Try it: For the data below, give the number of lines in which "bool" occurs. Include nothing besides that number.

[Available records Boundary: Start]

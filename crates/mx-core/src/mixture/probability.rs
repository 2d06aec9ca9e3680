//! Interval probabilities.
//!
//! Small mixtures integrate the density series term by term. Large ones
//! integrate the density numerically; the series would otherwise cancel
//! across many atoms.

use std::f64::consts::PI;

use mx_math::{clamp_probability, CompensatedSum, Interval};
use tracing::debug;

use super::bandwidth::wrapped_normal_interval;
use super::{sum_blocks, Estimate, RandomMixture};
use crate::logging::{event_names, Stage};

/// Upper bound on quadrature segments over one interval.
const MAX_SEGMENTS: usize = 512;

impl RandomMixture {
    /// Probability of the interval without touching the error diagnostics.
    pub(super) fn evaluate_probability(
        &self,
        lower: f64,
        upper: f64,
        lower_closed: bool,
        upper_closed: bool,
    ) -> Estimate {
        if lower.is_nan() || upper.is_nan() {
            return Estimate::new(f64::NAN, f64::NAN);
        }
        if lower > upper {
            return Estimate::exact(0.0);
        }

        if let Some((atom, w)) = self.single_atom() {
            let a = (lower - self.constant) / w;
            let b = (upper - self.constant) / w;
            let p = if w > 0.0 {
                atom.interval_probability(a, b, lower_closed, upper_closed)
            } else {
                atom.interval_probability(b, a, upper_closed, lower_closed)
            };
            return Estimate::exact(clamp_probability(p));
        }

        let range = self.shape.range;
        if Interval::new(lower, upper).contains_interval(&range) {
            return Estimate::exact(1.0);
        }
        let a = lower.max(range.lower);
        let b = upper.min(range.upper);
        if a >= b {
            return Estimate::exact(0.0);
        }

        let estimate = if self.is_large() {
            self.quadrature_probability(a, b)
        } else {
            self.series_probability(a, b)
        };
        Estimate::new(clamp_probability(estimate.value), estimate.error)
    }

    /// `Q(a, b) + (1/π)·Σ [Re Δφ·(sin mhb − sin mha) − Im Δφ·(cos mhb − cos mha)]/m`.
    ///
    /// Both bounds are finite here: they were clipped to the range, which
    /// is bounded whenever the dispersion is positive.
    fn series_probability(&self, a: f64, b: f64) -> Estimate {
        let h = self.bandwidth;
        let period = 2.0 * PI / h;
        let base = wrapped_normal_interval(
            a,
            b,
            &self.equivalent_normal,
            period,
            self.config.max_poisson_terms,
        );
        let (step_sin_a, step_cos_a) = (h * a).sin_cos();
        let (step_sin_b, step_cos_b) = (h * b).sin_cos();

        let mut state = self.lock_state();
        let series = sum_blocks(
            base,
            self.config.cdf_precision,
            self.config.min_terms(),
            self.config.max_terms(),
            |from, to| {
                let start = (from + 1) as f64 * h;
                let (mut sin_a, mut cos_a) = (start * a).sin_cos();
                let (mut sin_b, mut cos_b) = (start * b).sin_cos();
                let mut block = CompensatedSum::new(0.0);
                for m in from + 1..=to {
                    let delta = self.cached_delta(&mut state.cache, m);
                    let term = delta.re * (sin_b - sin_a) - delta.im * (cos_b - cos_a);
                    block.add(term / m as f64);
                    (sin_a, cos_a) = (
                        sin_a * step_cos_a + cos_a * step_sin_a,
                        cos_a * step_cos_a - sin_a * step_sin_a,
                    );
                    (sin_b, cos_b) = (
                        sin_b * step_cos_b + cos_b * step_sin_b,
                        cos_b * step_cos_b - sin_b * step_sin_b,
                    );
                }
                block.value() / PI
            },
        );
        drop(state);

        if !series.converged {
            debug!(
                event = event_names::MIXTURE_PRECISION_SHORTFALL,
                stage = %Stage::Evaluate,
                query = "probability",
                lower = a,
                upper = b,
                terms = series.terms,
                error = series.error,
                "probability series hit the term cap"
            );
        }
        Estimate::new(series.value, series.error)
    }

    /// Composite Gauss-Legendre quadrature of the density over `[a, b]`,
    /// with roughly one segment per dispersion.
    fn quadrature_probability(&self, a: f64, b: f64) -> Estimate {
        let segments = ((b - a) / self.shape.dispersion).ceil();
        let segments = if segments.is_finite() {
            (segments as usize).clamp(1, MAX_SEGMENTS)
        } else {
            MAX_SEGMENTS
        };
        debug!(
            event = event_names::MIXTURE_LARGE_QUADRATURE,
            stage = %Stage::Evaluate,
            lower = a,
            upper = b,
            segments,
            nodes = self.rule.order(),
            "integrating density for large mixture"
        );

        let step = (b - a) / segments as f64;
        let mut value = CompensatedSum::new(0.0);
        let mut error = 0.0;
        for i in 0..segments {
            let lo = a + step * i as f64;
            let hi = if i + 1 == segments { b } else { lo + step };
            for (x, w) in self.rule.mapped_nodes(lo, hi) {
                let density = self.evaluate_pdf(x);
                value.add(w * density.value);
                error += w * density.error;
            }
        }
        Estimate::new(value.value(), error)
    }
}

[Available records Boundary: End]

Result for this task: 2